//! Inter-beat interval history for BPM smoothing.
//!
//! Keeps the last [`RATE_HISTORY_LEN`] IBI values in arrival order. Pushing
//! into a full history drops the oldest value.

use heapless::Deque;

use crate::config::{MS_PER_MINUTE, RATE_HISTORY_LEN};

/// Fixed-capacity FIFO of inter-beat intervals in milliseconds.
#[derive(Clone, Debug)]
pub struct RateHistory {
    buffer: Deque<u32, RATE_HISTORY_LEN>,
}

impl RateHistory {
    /// Create an empty (unseeded) history.
    pub const fn new() -> Self { Self { buffer: Deque::new() } }

    /// Fill every slot with `ibi`, replacing any previous content.
    pub fn seed(
        &mut self,
        ibi: u32,
    ) {
        self.buffer.clear();
        while self.buffer.push_back(ibi).is_ok() {}
    }

    /// Append `ibi`, dropping the oldest value if the history is full.
    pub fn push(
        &mut self,
        ibi: u32,
    ) {
        if self.buffer.is_full() {
            self.buffer.pop_front();
        }
        // Cannot fail: a slot was freed above if needed
        let _ = self.buffer.push_back(ibi);
    }

    /// True once all slots hold a value.
    #[inline]
    pub fn is_seeded(&self) -> bool { self.buffer.is_full() }

    /// Number of stored intervals.
    #[inline]
    pub fn len(&self) -> usize { self.buffer.len() }

    /// Check if no interval has been stored yet.
    #[inline]
    pub fn is_empty(&self) -> bool { self.buffer.is_empty() }

    /// Truncated mean of the stored intervals.
    pub fn average(&self) -> Option<u32> {
        if self.buffer.is_empty() {
            return None;
        }
        let total: u32 = self.buffer.iter().sum();
        Some(total / self.buffer.len() as u32)
    }

    /// Smoothed heart rate: `60000 / average`, truncated.
    ///
    /// Returns `None` until the history is seeded, or if the average is zero.
    pub fn bpm(&self) -> Option<u32> {
        if !self.is_seeded() {
            return None;
        }
        self.average().and_then(|avg| MS_PER_MINUTE.checked_div(avg))
    }

    /// Iterate over intervals from oldest to newest.
    pub fn iter(&self) -> impl Iterator<Item = &u32> { self.buffer.iter() }

    /// Copy the intervals into an array, oldest first. Unfilled slots are zero.
    pub fn to_array(&self) -> [u32; RATE_HISTORY_LEN] {
        let mut out = [0; RATE_HISTORY_LEN];
        for (slot, ibi) in out.iter_mut().zip(self.buffer.iter()) {
            *slot = *ibi;
        }
        out
    }
}

impl Default for RateHistory {
    fn default() -> Self { Self::new() }
}

// =============================================================================
// Unit Tests
// =============================================================================

#[cfg(test)]
mod tests {
    use super::*;

    #[test]
    fn test_new_history_is_empty() {
        let history = RateHistory::new();
        assert!(history.is_empty());
        assert!(!history.is_seeded());
        assert!(history.average().is_none());
        assert!(history.bpm().is_none());
    }

    #[test]
    fn test_seed_fills_all_slots() {
        let mut history = RateHistory::new();
        history.seed(600);
        assert_eq!(history.len(), RATE_HISTORY_LEN);
        assert!(history.is_seeded());
        assert_eq!(history.to_array(), [600; RATE_HISTORY_LEN]);
        assert_eq!(history.bpm(), Some(100));
    }

    #[test]
    fn test_reseed_replaces_content() {
        let mut history = RateHistory::new();
        history.seed(600);
        history.push(900);
        history.seed(750);
        assert_eq!(history.to_array(), [750; RATE_HISTORY_LEN]);
    }

    #[test]
    fn test_push_drops_oldest() {
        let mut history = RateHistory::new();
        history.seed(600);
        history.push(700);
        history.push(800);

        let values = history.to_array();
        assert_eq!(history.len(), RATE_HISTORY_LEN);
        assert_eq!(values[RATE_HISTORY_LEN - 2], 700);
        assert_eq!(values[RATE_HISTORY_LEN - 1], 800);
        assert_eq!(values[0], 600);

        // Eight more pushes flush every seeded value
        for _ in 0..8 {
            history.push(1000);
        }
        assert!(history.iter().all(|&ibi| ibi != 600));
        assert_eq!(history.iter().next(), Some(&700));
        let values = history.to_array();
        assert_eq!(values[..2], [700, 800]);
        assert!(values[2..].iter().all(|&ibi| ibi == 1000));
    }

    #[test]
    fn test_average_truncates() {
        let mut history = RateHistory::new();
        history.seed(600);
        history.push(609);
        // (9 * 600 + 609) / 10 = 600.9 -> 600
        assert_eq!(history.average(), Some(600));
        assert_eq!(history.bpm(), Some(100));
    }

    #[test]
    fn test_bpm_uses_truncated_average() {
        let mut history = RateHistory::new();
        history.seed(800);
        assert_eq!(history.bpm(), Some(75));

        history.push(799);
        // average = 7999 / 10 = 799, 60000 / 799 = 75.09 -> 75
        assert_eq!(history.bpm(), Some(75));

        history.seed(601);
        // 60000 / 601 = 99.83 -> 99
        assert_eq!(history.bpm(), Some(99));
    }

    #[test]
    fn test_bpm_requires_full_history() {
        let mut history = RateHistory::new();
        history.push(600);
        assert_eq!(history.len(), 1);
        assert!(history.bpm().is_none());
    }

    #[test]
    fn test_zero_average_has_no_bpm() {
        let mut history = RateHistory::new();
        history.seed(0);
        assert_eq!(history.average(), Some(0));
        assert!(history.bpm().is_none());
    }
}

----

▸ **Problem details**: Write every entry out again. Keep each one exact.

▸ **Solved problem**:
//! Inter-beat interval history for BPM smoothing.
//!
//! Keeps the last [`RATE_HISTORY_LEN`] IBI values in arrival order. Pushing
//! into a full history drops the oldest value.

use heapless::Deque;

use crate::config::{MS_PER_MINUTE, RATE_HISTORY_LEN};

/// Fixed-capacity FIFO of inter-beat intervals in milliseconds.
#[derive(Clone, Debug)]
pub struct RateHistory {
    buffer: Deque<u32, RATE_HISTORY_LEN>,
}

impl RateHistory {
    /// Create an empty (unseeded) history.
    pub const fn new() -> Self { Self { buffer: Deque::new() } }

    /// Fill every slot with `ibi`, replacing any previous content.
    pub fn seed(
        &mut self,
        ibi: u32,
    ) {
        self.buffer.clear();
        while self.buffer.push_back(ibi).is_ok() {}
    }

    /// Append `ibi`, dropping the oldest value if the history is full.
    pub fn push(
        &mut self,
        ibi: u32,
    ) {
        if self.buffer.is_full() {
            self.buffer.pop_front();
        }
        // Cannot fail: a slot was freed above if needed
        let _ = self.buffer.push_back(ibi);
    }

    /// True once all slots hold a value.
    #[inline]
    pub fn is_seeded(&self) -> bool { self.buffer.is_full() }

    /// Number of stored intervals.
    #[inline]
    pub fn len(&self) -> usize { self.buffer.len() }

    /// Check if no interval has been stored yet.
    #[inline]
    pub fn is_empty(&self) -> bool { self.buffer.is_empty() }

    /// Truncated mean of the stored intervals.
    pub fn average(&self) -> Option<u32> {
        if self.buffer.is_empty() {
            return None;
        }
        let total: u32 = self.buffer.iter().sum();
        Some(total / self.buffer.len() as u32)
    }

    /// Smoothed heart rate: `60000 / average`, truncated.
    ///
    /// Returns `None` until the history is seeded, or if the average is zero.
    pub fn bpm(&self) -> Option<u32> {
        if !self.is_seeded() {
            return None;
        }
        self.average().and_then(|avg| MS_PER_MINUTE.checked_div(avg))
    }

    /// Iterate over intervals from oldest to newest.
    pub fn iter(&self) -> impl Iterator<Item = &u32> { self.buffer.iter() }

    /// Copy the intervals into an array, oldest first. Unfilled slots are zero.
    pub fn to_array(&self) -> [u32; RATE_HISTORY_LEN] {
        let mut out = [0; RATE_HISTORY_LEN];
        for (slot, ibi) in out.iter_mut().zip(self.buffer.iter()) {
            *slot = *ibi;
        }
        out
    }
}

impl Default for RateHistory {
    fn default() -> Self { Self::new() }
}

// =============================================================================
// Unit Tests
// =============================================================================

#[cfg(test)]
mod tests {
    use super::*;

    #[test]
    fn test_new_history_is_empty() {
        let history = RateHistory::new();
        assert!(history.is_empty());
        assert!(!history.is_seeded());
        assert!(history.average().is_none());
        assert!(history.bpm().is_none());
    }

    #[test]
    fn test_seed_fills_all_slots() {
        let mut history = RateHistory::new();
        history.seed(600);
        assert_eq!(history.len(), RATE_HISTORY_LEN);
        assert!(history.is_seeded());
        assert_eq!(history.to_array(), [600; RATE_HISTORY_LEN]);
        assert_eq!(history.bpm(), Some(100));
    }

    #[test]
    fn test_reseed_replaces_content() {
        let mut history = RateHistory::new();
        history.seed(600);
        history.push(900);
        history.seed(750);
        assert_eq!(history.to_array(), [750; RATE_HISTORY_LEN]);
    }

    #[test]
    fn test_push_drops_oldest() {
        let mut history = RateHistory::new();
        history.seed(600);
        history.push(700);
        history.push(800);

        let values = history.to_array();
        assert_eq!(history.len(), RATE_HISTORY_LEN);
        assert_eq!(values[RATE_HISTORY_LEN - 2], 700);
        assert_eq!(values[RATE_HISTORY_LEN - 1], 800);
        assert_eq!(values[0], 600);

        // Eight more pushes flush every seeded value
        for _ in 0..8 {
            history.push(1000);
        }
        assert!(history.iter().all(|&ibi| ibi != 600));
        assert_eq!(history.iter().next(), Some(&700));
        let values = history.to_array();
        assert_eq!(values[..2], [700, 800]);
        assert!(values[2..].iter().all(|&ibi| ibi == 1000));
    }

    #[test]
    fn test_average_truncates() {
        let mut history = RateHistory::new();
        history.seed(600);
        history.push(609);
        // (9 * 600 + 609) / 10 = 600.9 -> 600
        assert_eq!(history.average(), Some(600));
        assert_eq!(history.bpm(), Some(100));
    }

    #[test]
    fn test_bpm_uses_truncated_average() {
        let mut history = RateHistory::new();
        history.seed(800);
        assert_eq!(history.bpm(), Some(75));

        history.push(799);
        // average = 7999 / 10 = 799, 60000 / 799 = 75.09 -> 75
        assert_eq!(history.bpm(), Some(75));

        history.seed(601);
        // 60000 / 601 = 99.83 -> 99
        assert_eq!(history.bpm(), Some(99));
    }

    #[test]
    fn test_bpm_requires_full_history() {
        let mut history = RateHistory::new();
        history.push(600);
        assert_eq!(history.len(), 1);
        assert!(history.bpm().is_none());
    }

    #[test]
    fn test_zero_average_has_no_bpm() {
        let mut history = RateHistory::new();
        history.seed(0);
        assert_eq!(history.average(), Some(0));
        assert!(history.bpm().is_none());
    }
}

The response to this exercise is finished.